Okay, first off, the third installment of my solar and space weather series has gone up over at Sarah Hoyt's blog, According to Hoyt.

And  an interesting tidbit of information: Several sources are indicating that the cosmic ray influx is increasing. (E.g. see for Sep 1, 2016:  Cosmic Rays in the Atmosphere.)

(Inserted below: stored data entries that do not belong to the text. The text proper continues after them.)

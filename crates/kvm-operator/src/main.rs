//! KVM Kubernetes Operator
//!
//! This operator manages KvmCluster custom resources, provisioning guest
//! Kubernetes clusters whose nodes run as virtual machines inside pods of
//! the host cluster.

use anyhow::{Context, Result};
use clap::Parser;
use kube::Client;
use kvm_operator::config::{ManifestConfig, OperatorConfig};
use kvm_operator::framework::metrics::MetricsRegistry;
use kvm_operator::framework::retry::RetryConfig;
use kvm_operator::health::{self, Readiness};
use kvm_operator::{controller, crd, pod_controller};
use metrics_exporter_prometheus::PrometheusBuilder;
use std::net::SocketAddr;
use std::sync::Arc;
use std::time::Duration;
use tracing::{error, info, Level};
use tracing_subscriber::EnvFilter;

/// KVM Kubernetes Operator
#[derive(Parser, Debug)]
#[command(name = "kvm-operator")]
#[command(about = "Kubernetes operator provisioning KVM based guest clusters")]
#[command(version)]
struct Args {
    /// Metrics server address
    #[arg(long, env = "METRICS_ADDR", default_value = "0.0.0.0:8080")]
    metrics_addr: SocketAddr,

    /// Health probe address
    #[arg(long, env = "HEALTH_ADDR", default_value = "0.0.0.0:8081")]
    health_addr: SocketAddr,

    /// Namespace to watch for KvmClusters (empty for cluster-wide)
    #[arg(long, env = "WATCH_NAMESPACE", default_value = "")]
    namespace: String,

    /// Log level (trace, debug, info, warn, error)
    #[arg(long, env = "LOG_LEVEL", default_value = "info")]
    log_level: Level,

    /// Enable JSON log format
    #[arg(long, env = "LOG_JSON", default_value = "false")]
    log_json: bool,

    /// Seconds between resyncs of a healthy cluster
    #[arg(long, env = "RESYNC_PERIOD_SECS", default_value_t = kvm_operator::config::DEFAULT_RESYNC_SECONDS)]
    resync_period_secs: u64,

    /// Retries of a failing resource phase before the pass is aborted
    #[arg(long, env = "MAX_RETRIES", default_value = "3")]
    max_retries: u32,

    /// Image of the container running the node VMs
    #[arg(long, env = "KVM_IMAGE")]
    kvm_image: Option<String>,

    /// Base domain of guest API and etcd ingresses
    #[arg(long, env = "INGRESS_DOMAIN")]
    ingress_domain: Option<String>,

    /// Storage class of master etcd volumes
    #[arg(long, env = "STORAGE_CLASS")]
    storage_class: Option<String>,

    /// Print CRD YAML and exit
    #[arg(long)]
    print_crd: bool,
}

impl Args {
    fn operator_config(&self) -> OperatorConfig {
        let defaults = ManifestConfig::default();
        OperatorConfig {
            namespace: (!self.namespace.is_empty()).then(|| self.namespace.clone()),
            resync_period: Duration::from_secs(self.resync_period_secs),
            retry: RetryConfig::default().with_max_retries(self.max_retries),
            manifests: ManifestConfig {
                kvm_image: self.kvm_image.clone().unwrap_or(defaults.kvm_image),
                ingress_domain: self.ingress_domain.clone().unwrap_or(defaults.ingress_domain),
                storage_class: self.storage_class.clone(),
                ..defaults
            },
        }
    }
}

#[tokio::main]
async fn main() -> Result<()> {
    let args = Args::parse();

    if args.print_crd {
        print!("{}", crd::crd_manifest()?);
        return Ok(());
    }

    init_logging(&args)?;

    let config = args.operator_config();
    config.validate().context("Invalid operator configuration")?;

    info!(
        version = env!("CARGO_PKG_VERSION"),
        namespace = config.namespace.as_deref().unwrap_or("all"),
        resync_secs = config.resync_period.as_secs(),
        max_retries = config.retry.max_retries,
        kvm_image = %config.manifests.kvm_image,
        ingress_domain = %config.manifests.ingress_domain,
        "Starting KVM Kubernetes Operator"
    );

    let registry = Arc::new(MetricsRegistry::default());
    install_metrics_exporter(args.metrics_addr, &registry)?;

    let readiness = Arc::new(Readiness::new(&[
        controller::CONTROLLER_NAME,
        pod_controller::CONTROLLER_NAME,
    ]));
    let health_addr = args.health_addr;
    let probes = readiness.clone();
    tokio::spawn(async move {
        if let Err(e) = health::serve(health_addr, probes).await {
            error!(address = %health_addr, error = %e, "Health server failed");
        }
    });

    let client = Client::try_default()
        .await
        .context("Failed to create Kubernetes client")?;

    tokio::select! {
        result = controller::run_controller(
            client.clone(),
            config.clone(),
            registry.clone(),
            readiness.clone(),
        ) => {
            result.context("KvmCluster controller failed")?;
        }
        result = pod_controller::run_pod_controller(client, config, registry, readiness) => {
            result.context("Pod controller failed")?;
        }
        _ = tokio::signal::ctrl_c() => {
            info!("Received shutdown signal");
        }
    }

    Ok(())
}

/// `RUST_LOG` wins; otherwise this crate logs at `--log-level` and the
/// kube watchers only report warnings
fn init_logging(args: &Args) -> Result<()> {
    let filter = match EnvFilter::try_from_default_env() {
        Ok(filter) => filter,
        Err(_) => {
            let level = args.log_level.as_str().to_lowercase();
            EnvFilter::try_new(format!("warn,kvm_operator={level}"))
                .context("Invalid log level")?
        }
    };

    let builder = tracing_subscriber::fmt()
        .with_env_filter(filter)
        .with_target(true);

    if args.log_json {
        builder.json().flatten_event(true).with_current_span(true).init();
    } else {
        builder.compact().init();
    }

    Ok(())
}

/// Serves `/metrics` on `addr` from a background task of the exporter
fn install_metrics_exporter(addr: SocketAddr, registry: &MetricsRegistry) -> Result<()> {
    PrometheusBuilder::new()
        .with_http_listener(addr)
        .install()
        .with_context(|| format!("Failed to install Prometheus exporter on {}", addr))?;
    registry.describe();

    info!(address = %addr, "Metrics exporter listening");
    Ok(())
}
impl<'a> ManifestBuilder<'a> {
    pub fn new(cluster: &'a KvmCluster, config: &'a ManifestConfig) -> Result<Self> {
        let cluster_id = key::cluster_id(cluster);
        if cluster_id.is_empty() {
            return Err(OperatorError::InvalidConfig(
                "cluster id is required".to_string(),
            ));
        }

        Ok(Self {
            cluster,
            config,
            cluster_id,
            namespace: key::cluster_namespace(cluster),
        })
    }

    /// Ingress domain of the cluster, the operator default unless overridden
    pub fn ingress_domain(&self) -> &str {
        self.cluster
            .spec
            .cluster
            .ingress_domain
            .as_deref()
            .unwrap_or(&self.config.ingress_domain)
    }

    fn metadata(&self, name: String, labels: BTreeMap<String, String>) -> ObjectMeta {
        ObjectMeta {
            name: Some(name),
            namespace: Some(self.namespace.clone()),
            labels: Some(labels),
            ..Default::default()
        }
    }

    /// The namespace holding every namespaced child object
    pub fn build_namespace(&self) -> Namespace {
        Namespace {
            metadata: ObjectMeta {
                name: Some(self.namespace.clone()),
                labels: Some(key::cluster_labels(self.cluster, OPERATOR_APP)),
                ..Default::default()
            },
            ..Default::default()
        }
    }

    pub fn build_service_account(&self) -> ServiceAccount {
        ServiceAccount {
            metadata: self.metadata(
                key::service_account_name(self.cluster),
                key::cluster_labels(self.cluster, OPERATOR_APP),
            ),
            ..Default::default()
        }
    }

    /// General and pod security policy bindings of the guest service account
    pub fn build_cluster_role_bindings(&self) -> Vec<ClusterRoleBinding> {
        let subject = Subject {
            kind: "ServiceAccount".to_string(),
            name: key::service_account_name(self.cluster),
            namespace: Some(self.namespace.clone()),
            ..Default::default()
        };

        [
            (
                key::cluster_role_binding_name(self.cluster),
                &self.config.cluster_role,
            ),
            (
                key::cluster_role_binding_psp_name(self.cluster),
                &self.config.psp_cluster_role,
            ),
        ]
        .into_iter()
        .map(|(name, role)| ClusterRoleBinding {
            metadata: ObjectMeta {
                name: Some(name),
                labels: Some(key::cluster_labels(self.cluster, OPERATOR_APP)),
                ..Default::default()
            },
            role_ref: RoleRef {
                api_group: "rbac.authorization.k8s.io".to_string(),
                kind: "ClusterRole".to_string(),
                name: role.clone(),
            },
            subjects: Some(vec![subject.clone()]),
        })
        .collect()
    }

    fn cloud_config(&self, role: NodeRole, node: &NodeSpec) -> Result<String> {
        let domain = self.ingress_domain();
        let env = [
            ("CLUSTER_ID", self.cluster_id.to_string()),
            ("CUSTOMER_ID", key::customer_id(self.cluster).to_string()),
            ("NODE_ID", node.id.clone()),
            ("ROLE", role.to_string()),
            ("API_DOMAIN", key::api_domain(self.cluster, domain)),
            ("ETCD_DOMAIN", key::etcd_domain(self.cluster, domain)),
        ]
        .iter()
        .map(|(k, v)| format!("{}={}\n", k, v))
        .collect::<String>();

        let config = CloudConfig {
            hostname: key::deployment_name(role, self.cluster_id, &node.id),
            write_files: vec![CloudConfigFile {
                path: "/etc/kubernetes/cluster.env".to_string(),
                permissions: "0644".to_string(),
                content: env,
            }],
            runcmd: vec![format!("systemctl enable --now k8s-{}.service", role)],
        };

        Ok(format!("#cloud-config\n{}", serde_yaml::to_string(&config)?))
    }

    fn config_map_data(&self, role: NodeRole, node: &NodeSpec) -> Result<BTreeMap<String, String>> {
        let mut data = BTreeMap::new();
        data.insert(USER_DATA_KEY.to_string(), self.cloud_config(role, node)?);
        Ok(data)
    }

    /// One config map per node carrying its cloud-config
    pub fn build_config_maps(&self) -> Result<Vec<ConfigMap>> {
        self.cluster
            .spec
            .nodes()
            .map(|(role, node)| {
                Ok(ConfigMap {
                    metadata: self.metadata(
                        key::config_map_name(role, self.cluster_id, &node.id),
                        key::node_labels(self.cluster, role, node),
                    ),
                    data: Some(self.config_map_data(role, node)?),
                    ..Default::default()
                })
            })
            .collect()
    }

    /// One etcd volume claim per master
    pub fn build_etcd_pvcs(&self) -> Vec<PersistentVolumeClaim> {
        self.cluster
            .spec
            .cluster
            .masters
            .iter()
            .map(|node| {
                let mut requests = BTreeMap::new();
                requests.insert(
                    "storage".to_string(),
                    Quantity(self.config.etcd_volume_size.clone()),
                );

                PersistentVolumeClaim {
                    metadata: self.metadata(
                        key::etcd_pvc_name(self.cluster_id, &node.id),
                        key::node_labels(self.cluster, NodeRole::Master, node),
                    ),
                    spec: Some(PersistentVolumeClaimSpec {
                        access_modes: Some(vec!["ReadWriteOnce".to_string()]),
                        storage_class_name: self.config.storage_class.clone(),
                        resources: Some(VolumeResourceRequirements {
                            requests: Some(requests),
                            ..Default::default()
                        }),
                        ..Default::default()
                    }),
                    ..Default::default()
                }
            })
            .collect()
    }

    fn env(role: NodeRole, cluster_id: &str, node: &NodeSpec) -> Vec<EnvVar> {
        [
            ("ROLE", role.to_string()),
            ("CLUSTER_ID", cluster_id.to_string()),
            ("NODE_ID", node.id.clone()),
            ("CORES", node.cpus.to_string()),
            ("MEMORY", node.memory.clone()),
            ("DISK", node.disk.clone()),
            (
                "CLOUD_CONFIG_PATH",
                format!("{}/{}", CLOUD_CONFIG_MOUNT_PATH, USER_DATA_KEY),
            ),
        ]
        .into_iter()
        .map(|(name, value)| EnvVar {
            name: name.to_string(),
            value: Some(value),
            ..Default::default()
        })
        .collect()
    }

    fn etcd_volume(&self, storage: EtcdStorage, node: &NodeSpec) -> Volume {
        match storage {
            EtcdStorage::HostPath => Volume {
                name: ETCD_VOLUME.to_string(),
                host_path: Some(HostPathVolumeSource {
                    path: format!(
                        "{}/{}/{}",
                        self.config.etcd_host_path, self.cluster_id, node.id
                    ),
                    type_: Some("DirectoryOrCreate".to_string()),
                }),
                ..Default::default()
            },
            EtcdStorage::PersistentVolume => Volume {
                name: ETCD_VOLUME.to_string(),
                persistent_volume_claim: Some(PersistentVolumeClaimVolumeSource {
                    claim_name: key::etcd_pvc_name(self.cluster_id, &node.id),
                    read_only: None,
                }),
                ..Default::default()
            },
        }
    }

    fn build_deployment(
        &self,
        role: NodeRole,
        node: &NodeSpec,
        storage: EtcdStorage,
    ) -> Result<Deployment> {
        let name = key::deployment_name(role, self.cluster_id, &node.id);
        let labels = key::node_labels(self.cluster, role, node);
        let annotations = key::version_annotations(self.cluster);
        // Pod template follows the node's cloud-config
        let mut template_annotations = annotations.clone();
        template_annotations.insert(
            CONFIG_CHECKSUM_ANNOTATION.to_string(),
            config_checksum(&self.config_map_data(role, node)?),
        );

        let mut volumes = vec![Volume {
            name: CLOUD_CONFIG_VOLUME.to_string(),
            config_map: Some(ConfigMapVolumeSource {
                name: key::config_map_name(role, self.cluster_id, &node.id).into(),
                ..Default::default()
            }),
            ..Default::default()
        }];
        let mut volume_mounts = vec![VolumeMount {
            name: CLOUD_CONFIG_VOLUME.to_string(),
            mount_path: CLOUD_CONFIG_MOUNT_PATH.to_string(),
            read_only: Some(true),
            ..Default::default()
        }];
        if role == NodeRole::Master {
            volumes.push(self.etcd_volume(storage, node));
            volume_mounts.push(VolumeMount {
                name: ETCD_VOLUME.to_string(),
                mount_path: ETCD_MOUNT_PATH.to_string(),
                ..Default::default()
            });
        }

        let container = Container {
            name: KVM_CONTAINER_NAME.to_string(),
            image: Some(self.config.kvm_image.clone()),
            env: Some(Self::env(role, self.cluster_id, node)),
            volume_mounts: Some(volume_mounts),
            // The VM needs /dev/kvm and tap devices
            security_context: Some(SecurityContext {
                privileged: Some(true),
                ..Default::default()
            }),
            ..Default::default()
        };

        Ok(Deployment {
            metadata: ObjectMeta {
                annotations: Some(annotations),
                ..self.metadata(name, labels.clone())
            },
            spec: Some(DeploymentSpec {
                replicas: Some(1),
                selector: LabelSelector {
                    match_labels: Some(labels.clone()),
                    ..Default::default()
                },
                strategy: Some(DeploymentStrategy {
                    type_: Some("Recreate".to_string()),
                    ..Default::default()
                }),
                template: PodTemplateSpec {
                    metadata: Some(ObjectMeta {
                        labels: Some(labels),
                        annotations: Some(template_annotations),
                        finalizers: Some(vec![DRAINING_NODES_FINALIZER.to_string()]),
                        ..Default::default()
                    }),
                    spec: Some(PodSpec {
                        containers: vec![container],
                        volumes: Some(volumes),
                        service_account_name: Some(key::service_account_name(self.cluster)),
                        ..Default::default()
                    }),
                },
                ..Default::default()
            }),
            ..Default::default()
        })
    }

    /// One single replica deployment per node, masters first
    pub fn build_deployments(&self, storage: EtcdStorage) -> Result<Vec<Deployment>> {
        self.cluster
            .spec
            .nodes()
            .map(|(role, node)| self.build_deployment(role, node, storage))
            .collect()
    }

    fn ingress(&self, name: &str, host: String, port: i32) -> Ingress {
        let mut annotations = BTreeMap::new();
        annotations.insert(
            "nginx.ingress.kubernetes.io/ssl-passthrough".to_string(),
            "true".to_string(),
        );

        Ingress {
            metadata: ObjectMeta {
                annotations: Some(annotations),
                ..self.metadata(name.to_string(), key::cluster_labels(self.cluster, MASTER_ID))
            },
            spec: Some(IngressSpec {
                tls: Some(vec![IngressTLS {
                    hosts: Some(vec![host.clone()]),
                    ..Default::default()
                }]),
                rules: Some(vec![IngressRule {
                    host: Some(host),
                    http: Some(HTTPIngressRuleValue {
                        paths: vec![HTTPIngressPath {
                            path: Some("/".to_string()),
                            path_type: "Prefix".to_string(),
                            backend: IngressBackend {
                                service: Some(IngressServiceBackend {
                                    name: MASTER_ID.to_string(),
                                    port: Some(ServiceBackendPort {
                                        number: Some(port),
                                        ..Default::default()
                                    }),
                                }),
                                ..Default::default()
                            },
                        }],
                    }),
                }]),
                ..Default::default()
            }),
            ..Default::default()
        }
    }

    /// `etcd` and `api` ingresses in front of the master service
    pub fn build_ingresses(&self) -> Vec<Ingress> {
        let domain = self.ingress_domain();
        vec![
            self.ingress("etcd", key::etcd_domain(self.cluster, domain), ETCD_PORT),
            self.ingress("api", key::api_domain(self.cluster, domain), API_PORT),
        ]
    }

    fn port(name: &str, port: i32, target: i32) -> ServicePort {
        ServicePort {
            name: Some(name.to_string()),
            port,
            target_port: Some(IntOrString::Int(target)),
            protocol: Some("TCP".to_string()),
            ..Default::default()
        }
    }

    fn selector(&self, app: &str) -> BTreeMap<String, String> {
        let mut selector = BTreeMap::new();
        selector.insert(key::LABEL_APP.to_string(), app.to_string());
        selector.insert(key::LABEL_CLUSTER.to_string(), self.cluster_id.to_string());
        selector
    }

    /// `master` and `worker` services
    pub fn build_services(&self) -> Vec<Service> {
        vec![
            Service {
                metadata: self.metadata(
                    MASTER_ID.to_string(),
                    key::cluster_labels(self.cluster, MASTER_ID),
                ),
                spec: Some(ServiceSpec {
                    type_: Some("ClusterIP".to_string()),
                    selector: Some(self.selector(MASTER_ID)),
                    ports: Some(vec![
                        Self::port("api", API_PORT, API_PORT),
                        Self::port("etcd", ETCD_PORT, ETCD_PORT),
                    ]),
                    ..Default::default()
                }),
                ..Default::default()
            },
            Service {
                metadata: self.metadata(
                    WORKER_ID.to_string(),
                    key::cluster_labels(self.cluster, WORKER_ID),
                ),
                spec: Some(ServiceSpec {
                    type_: Some("NodePort".to_string()),
                    selector: Some(self.selector(WORKER_ID)),
                    ports: Some(vec![
                        Self::port("http", 80, WORKER_HTTP_NODE_PORT),
                        Self::port("https", 443, WORKER_HTTPS_NODE_PORT),
                    ]),
                    ..Default::default()
                }),
                ..Default::default()
            },
        ]
    }
}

Now, cosmic rays come in from outside our solar system. Mostly they are particulates, very high-energy charged particles produced in the various high-energy astronomical objects out there. They are very penetrating, and potentially dangerous to life, at least in large quantities. (Not that we are likely to get those large quantities; my point is simply that they ain’t good for ya.)
Normally the solar wind, coupled with the enhanced wind streams from coronas, and CMEs, create enough of a “resisting” effect to keep the cosmic ray flux at Earth fairly low. That said, this means that there is a variation in cosmic ray flux from solar max to solar min.
But 1) we’re only about 2 years out from solar max. We should be 4-5 years away from solar min. 2) If we are indeed going into an extended minimum, then chances are the cosmic ray flux will be higher than at a “simple” solar min.
Just something to keep an eye on.
Additional news:
  • Africa saw an annular solar eclipse today. Nearly 97% of the Sun was covered by the Moon for observers in 50 African nations. has a nice gallery of eclipse photography here.
Photo from
Annular solar eclipse seen from Reunion

  • We are experiencing a G1 (minor) geomagnetic storm due to the enhanced wind stream from a coronal hole. High-latitude observers should keep a lookout for aurorae and other effects.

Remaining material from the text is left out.